Docker Compose automatically reads a .env file from the project directory for variable interpolation.

If your generated env file lives somewhere else, you can pass it explicitly:

docker compose --env-file path/to/.env up

The payoff is what a new contributor sees after cloning:

npx envilder --map=envilder.json --envfile=.env
docker compose up

Two commands, no Slack message asking "where do I get the token?", no secret in Git.

Why not direnv, 1Password, or chamber?

For one developer, export LOCALSTACK_AUTH_TOKEN=... works, but it creates hidden local state the repo never documents. The interesting comparison is against the tools that already resolve secrets:

  • direnv loads env vars when you enter a directory, but .envrc is just shell. You still write export LOCALSTACK_AUTH_TOKEN=$(aws ssm get-parameter ...) yourself, per variable, per project. It is a loader, not a resolver, and the mapping lives in bespoke shell instead of a declared contract.
  • 1Password op run injects secrets at runtime and is excellent, but it assumes 1Password is your store. If your secrets already live in AWS SSM or Azure Key Vault, you are adding a vendor, not removing one.
  • chamber is the closest match for the AWS-only case:
    chamber exec service -- docker compose up reads straight from SSM. If you never leave AWS and only need secrets at the command line, chamber or a three-line script is genuinely enough.

Envilder's narrow bet is different on three points:

  1. The mapping is an explicit name -> path contract committed as JSON, not a service prefix or shell glue.
  2. The store is your own cloud. No third-party infrastructure holds the secret.
  3. The same map drives the CLI here, CI, and in-process resolution through the SDKs, so local dev and runtime read one contract.

If you only ever touch AWS from a shell, you may not need it.
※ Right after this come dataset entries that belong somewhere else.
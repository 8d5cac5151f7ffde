//! LRU Tracker Module
//!
//! Implements Least Recently Used tracking for cache eviction.
//!
//! Keys live in a doubly-linked list threaded through a slab of nodes, with a
//! key -> slot index beside it, so every operation is O(1) amortized.

use std::collections::HashMap;
use std::hash::Hash;

use parking_lot::Mutex;

/// Node in the recency list
#[derive(Debug)]
struct Node<K> {
    key: K,
    prev: Option<usize>,
    next: Option<usize>,
}

/// Unsynchronized recency order.
///
/// - Head = Most recently used
/// - Tail = Least recently used
#[derive(Debug)]
struct RecencyList<K> {
    index: HashMap<K, usize>,
    nodes: Vec<Option<Node<K>>>,
    head: Option<usize>,
    tail: Option<usize>,
    free_list: Vec<usize>,
}

impl<K> RecencyList<K>
where
    K: Hash + Eq + Clone,
{
    fn new() -> Self {
        Self {
            index: HashMap::new(),
            nodes: Vec::new(),
            head: None,
            tail: None,
            free_list: Vec::new(),
        }
    }

    fn len(&self) -> usize {
        self.index.len()
    }

    fn node(&self, idx: usize) -> Option<&Node<K>> {
        self.nodes.get(idx).and_then(Option::as_ref)
    }

    fn node_mut(&mut self, idx: usize) -> Option<&mut Node<K>> {
        self.nodes.get_mut(idx).and_then(Option::as_mut)
    }

    fn hit(&mut self, key: &K) -> bool {
        match self.index.get(key) {
            Some(&idx) => {
                self.move_to_front(idx);
                true
            }
            None => false,
        }
    }

    fn add(&mut self, key: K) {
        let idx = self.alloc_node();
        self.nodes[idx] = Some(Node {
            key: key.clone(),
            prev: None,
            next: None,
        });
        self.push_front(idx);
        self.index.insert(key, idx);
    }

    fn pop_back(&mut self) -> Option<K> {
        let tail_idx = self.tail?;
        self.unlink(tail_idx);
        let node = self.nodes[tail_idx].take()?;
        self.index.remove(&node.key);
        self.free_list.push(tail_idx);
        Some(node.key)
    }

    fn move_to_front(&mut self, idx: usize) {
        if self.head == Some(idx) {
            return; // Already at front
        }
        self.unlink(idx);
        self.push_front(idx);
    }

    fn push_front(&mut self, idx: usize) {
        let old_head = self.head;
        if let Some(node) = self.node_mut(idx) {
            node.prev = None;
            node.next = old_head;
        }
        if let Some(head_idx) = old_head {
            if let Some(head) = self.node_mut(head_idx) {
                head.prev = Some(idx);
            }
        }
        self.head = Some(idx);
        if self.tail.is_none() {
            self.tail = Some(idx);
        }
    }

    fn unlink(&mut self, idx: usize) {
        let (prev, next) = match self.node(idx) {
            Some(node) => (node.prev, node.next),
            None => return,
        };

        match prev {
            Some(prev_idx) => {
                if let Some(prev_node) = self.node_mut(prev_idx) {
                    prev_node.next = next;
                }
            }
            None => self.head = next,
        }

        match next {
            Some(next_idx) => {
                if let Some(next_node) = self.node_mut(next_idx) {
                    next_node.prev = prev;
                }
            }
            None => self.tail = prev,
        }
    }

    fn alloc_node(&mut self) -> usize {
        if let Some(idx) = self.free_list.pop() {
            idx
        } else {
            self.nodes.push(None);
            self.nodes.len() - 1
        }
    }
}

// == LRU Tracker ==
/// Thread-safe recency order over keys.
///
/// Serialized with its own lock, independent of whatever store composes it.
/// Both reads and writes move list nodes, so every operation is exclusive.
#[derive(Debug)]
pub struct LruTracker<K> {
    inner: Mutex<RecencyList<K>>,
}

impl<K> Default for LruTracker<K>
where
    K: Hash + Eq + Clone,
{
    fn default() -> Self {
        Self::new()
    }
}

impl<K> LruTracker<K>
where
    K: Hash + Eq + Clone,
{
    // == Constructor ==
    /// Creates a new empty LRU tracker.
    pub fn new() -> Self {
        Self {
            inner: Mutex::new(RecencyList::new()),
        }
    }

    // == Hit ==
    /// Marks a tracked key as most recently used.
    ///
    /// Returns false, and changes nothing, if the key is not tracked.
    pub fn hit(&self, key: &K) -> bool {
        self.inner.lock().hit(key)
    }

    // == Hit Or Add ==
    /// Marks a key as most recently used, starting to track it if new.
    pub fn hit_or_add(&self, key: &K) {
        let mut list = self.inner.lock();
        if !list.hit(key) {
            list.add(key.clone());
        }
    }

    // == Shrink To ==
    /// Evicts least recently used keys until at most `max` remain.
    ///
    /// Evicted keys are returned oldest first. Empty when already within `max`.
    pub fn shrink_to(&self, max: usize) -> Vec<K> {
        let mut list = self.inner.lock();
        let excess = list.len().saturating_sub(max);
        let mut evicted = Vec::with_capacity(excess);
        for _ in 0..excess {
            match list.pop_back() {
                Some(key) => evicted.push(key),
                None => break,
            }
        }
        evicted
    }

    // == Peek Oldest ==
    /// Returns the least recently used key without removing it.
    pub fn peek_oldest(&self) -> Option<K> {
        let list = self.inner.lock();
        list.tail
            .and_then(|idx| list.node(idx))
            .map(|node| node.key.clone())
    }

    // == Length ==
    /// Returns the number of tracked keys.
    pub fn len(&self) -> usize {
        self.inner.lock().len()
    }

    // == Is Empty ==
    pub fn is_empty(&self) -> bool {
        self.len() == 0
    }

    // == Contains ==
    /// Checks if a key is being tracked, without touching its position.
    pub fn contains(&self, key: &K) -> bool {
        self.inner.lock().index.contains_key(key)
    }
}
The case shows up when you have more than one provider, more than one language, or want the same declared contract locally, in CI, and at runtime.

The Slightly Meta Part

I ran into this while working on Envilder.

Envilder uses LocalStack for integration testing.

LocalStack needs LOCALSTACK_AUTH_TOKEN.

So I used Envilder to inject the token needed to start the LocalStack environment used to test Envilder.

Envilder uses Envilder to inject LocalStack token

The tool became its own first customer, which is always a useful kind of feedback.

A Note on LocalStack Auth Tokens

LocalStack's documentation is clear that LOCALSTACK_AUTH_TOKEN should be kept confidential and should not be committed to source control.

This post is not about bypassing that requirement.

It is about treating the token like any other secret:

  • store it safely
  • resolve it when needed
  • avoid leaking it into Git
  • keep the project setup reproducible

For open source maintainers, this matters. A project can require credentials for local or CI workflows and still provide a clean setup path for contributors.

Takeaway

LOCALSTACK_AUTH_TOKEN is just one example of a broader problem.

Projects often need secrets during local development, CI/CD, tests, and runtime. The hard part is not only storing those secrets safely. It is keeping the mapping between "what the app needs" and "where the secret lives" clear and consistent.

The pattern I like is:

secret values outside Git
secret mappings inside Git
one contract for local dev, CI/CD, and runtime

That is the reason I am building Envilder.

Not to add another place to store secrets.

Just to make secret resolution explicit, repeatable, and versionable.